Good questions. I think the more works are digitized the easier it will be to use quantitative analysis and then we'll be able to actually see the importance in particular rhetoric. I LOVE Google books, because a lot of them allow for the researcher to search for terms. Some may think that it doesn't matter how works are written and the particular words used, but in my opinion rhetoric is extremely important. In my MA Thesis, I had various terms counted to see their frequency in the Federalist Papers. By running regression analysis, I was able to show how the use of the term "union" had statistical significance over time when compared to words "empire," "nation," "republic," etc. and was clearly used intentionally with greater frequency in the first publications.
What does that tell us? "Union" was a powerful political word in early America that was used as a tool in obtaining support for the Constitution. Perhaps we should look through political rhetoric in the decades following to see how words like "union" continued to be used and where it failed and where it succeeded.

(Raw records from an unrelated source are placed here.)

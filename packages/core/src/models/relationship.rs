//! Relationship Model
//!
//! A relationship is a typed, strength-weighted edge between two entities.
//! Edges are stored with a from/to pair, but traversal treats the graph as
//! undirected. [`Direction`] is only a view label relative to a pivot entity.

use crate::models::entity::ValidationError;
use chrono::{DateTime, Utc};
use serde::{Deserialize, Serialize};
use std::str::FromStr;
use uuid::Uuid;

/// Lower bound (inclusive) for relationship strength
pub const MIN_STRENGTH: i64 = 1;

/// Upper bound (inclusive) for relationship strength
pub const MAX_STRENGTH: i64 = 10;

/// Default strength for relationships created without an explicit value
pub const DEFAULT_STRENGTH: i64 = 5;

/// Relationship type
///
/// The well-known types get their own variants. Any other string stored in
/// the `relationship_type` column is preserved as [`RelationshipType::Other`].
#[derive(Debug, Clone, PartialEq, Eq, Hash, Serialize, Deserialize)]
#[serde(into = "String", from = "String")]
pub enum RelationshipType {
    Knows,
    RelatedTo,
    DependsOn,
    SimilarTo,
    PartOf,
    Causes,
    Precedes,
    Other(String),
}

impl RelationshipType {
    pub fn as_str(&self) -> &str {
        match self {
            Self::Knows => "knows",
            Self::RelatedTo => "related_to",
            Self::DependsOn => "depends_on",
            Self::SimilarTo => "similar_to",
            Self::PartOf => "part_of",
            Self::Causes => "causes",
            Self::Precedes => "precedes",
            Self::Other(s) => s,
        }
    }
}

impl From<String> for RelationshipType {
    fn from(s: String) -> Self {
        match s.as_str() {
            "knows" => Self::Knows,
            "related_to" => Self::RelatedTo,
            "depends_on" => Self::DependsOn,
            "similar_to" => Self::SimilarTo,
            "part_of" => Self::PartOf,
            "causes" => Self::Causes,
            "precedes" => Self::Precedes,
            _ => Self::Other(s),
        }
    }
}

impl From<&str> for RelationshipType {
    fn from(s: &str) -> Self {
        Self::from(s.to_string())
    }
}

impl From<RelationshipType> for String {
    fn from(t: RelationshipType) -> Self {
        match t {
            RelationshipType::Other(s) => s,
            known => known.as_str().to_string(),
        }
    }
}

impl FromStr for RelationshipType {
    type Err = std::convert::Infallible;

    fn from_str(s: &str) -> Result<Self, Self::Err> {
        Ok(Self::from(s))
    }
}

impl std::fmt::Display for RelationshipType {
    fn fmt(&self, f: &mut std::fmt::Formatter<'_>) -> std::fmt::Result {
        f.write_str(self.as_str())
    }
}

/// Direction of an edge as seen from a pivot entity
#[derive(Debug, Clone, Copy, PartialEq, Eq, Hash, Serialize, Deserialize)]
#[serde(rename_all = "lowercase")]
pub enum Direction {
    /// The pivot is the `from` endpoint
    Outgoing,
    /// The pivot is the `to` endpoint
    Incoming,
}

impl Direction {
    /// Label an edge relative to `pivot_id`
    pub fn relative_to(pivot_id: &str, from_entity_id: &str) -> Self {
        if pivot_id == from_entity_id {
            Self::Outgoing
        } else {
            Self::Incoming
        }
    }

    pub fn as_str(&self) -> &'static str {
        match self {
            Self::Outgoing => "outgoing",
            Self::Incoming => "incoming",
        }
    }

    /// Arrow used in text reports
    pub fn arrow(&self) -> &'static str {
        match self {
            Self::Outgoing => "→",
            Self::Incoming => "←",
        }
    }
}

impl std::fmt::Display for Direction {
    fn fmt(&self, f: &mut std::fmt::Formatter<'_>) -> std::fmt::Result {
        f.write_str(self.as_str())
    }
}

/// A stored edge between two entities
#[derive(Debug, Clone, PartialEq, Serialize, Deserialize)]
#[serde(rename_all = "camelCase")]
pub struct Relationship {
    pub id: String,
    pub from_entity_id: String,
    pub to_entity_id: String,
    pub relationship_type: RelationshipType,
    pub strength: i64,
    pub confidence: f64,
    pub created_at: DateTime<Utc>,
}

impl Relationship {
    /// Create a new relationship with default strength and full confidence
    pub fn new(
        from_entity_id: impl Into<String>,
        to_entity_id: impl Into<String>,
        relationship_type: impl Into<RelationshipType>,
    ) -> Self {
        Self {
            id: Uuid::new_v4().to_string(),
            from_entity_id: from_entity_id.into(),
            to_entity_id: to_entity_id.into(),
            relationship_type: relationship_type.into(),
            strength: DEFAULT_STRENGTH,
            confidence: 1.0,
            created_at: Utc::now(),
        }
    }

    pub fn with_id(mut self, id: impl Into<String>) -> Self {
        self.id = id.into();
        self
    }

    pub fn with_strength(mut self, strength: i64) -> Self {
        self.strength = strength;
        self
    }

    pub fn with_confidence(mut self, confidence: f64) -> Self {
        self.confidence = confidence;
        self
    }

    /// Check field invariants before the relationship is written
    ///
    /// Endpoint existence is not checked here; the store's foreign keys
    /// enforce it.
    pub fn validate(&self) -> Result<(), ValidationError> {
        if self.id.trim().is_empty() {
            return Err(ValidationError::MissingField("id".to_string()));
        }
        if self.from_entity_id.is_empty() {
            return Err(ValidationError::MissingField("from_entity_id".to_string()));
        }
        if self.to_entity_id.is_empty() {
            return Err(ValidationError::MissingField("to_entity_id".to_string()));
        }
        if self.relationship_type.as_str().trim().is_empty() {
            return Err(ValidationError::MissingField(
                "relationship_type".to_string(),
            ));
        }
        if self.from_entity_id == self.to_entity_id {
            return Err(ValidationError::SelfReference(self.from_entity_id.clone()));
        }
        if !(MIN_STRENGTH..=MAX_STRENGTH).contains(&self.strength) {
            return Err(ValidationError::StrengthOutOfRange(self.strength));
        }
        if !(0.0..=1.0).contains(&self.confidence) {
            return Err(ValidationError::ConfidenceOutOfRange(self.confidence));
        }
        Ok(())
    }
}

Dennis and Tracie: thanks for your comments! I agree that using quantitative analysis on political rhetoric offers vast potential and, Dennis, your M.A. thesis on the Federalist Papers sounds fantastic. What were your other big conclusions?
I also think that quantitative analysis would be great for newspaper articles. Publishers in the U.S. Revolutionary Era and Early Republic were not from the upper-class; perhaps they used different key words in their newspapers/pamphlets/almanacs than did the political elites who wrote the Federalist Papers (Hamilton, Madison, & Jay). Does anyone know if a large-scale effort to digitize and make widely available newspaper articles has been made (i.e. for free, unlike subscription-based businesses such as ProQuest)?
Great post! I love the title.
So, to quantify "to be," or not to quantify "to be"- that is the question? Sorry, I couldn't resist using a little lame Shakespeare humor.
I have to agree with Dennis, that analysis of word choice and repetition provides the historian with valuable insight into authorial intent and conscious rhetorical design. Quantitative analysis can reveal when certain word choices came into vogue, draw attention to possible changes in social psychology, and allow the historian to qualify the "why" behind the "when." I do, however, believe that this type of linguistic study is most effective with political rhetoric like that mentioned in Dennis' post where documents were/are carefully crafted for greatest political effectiveness.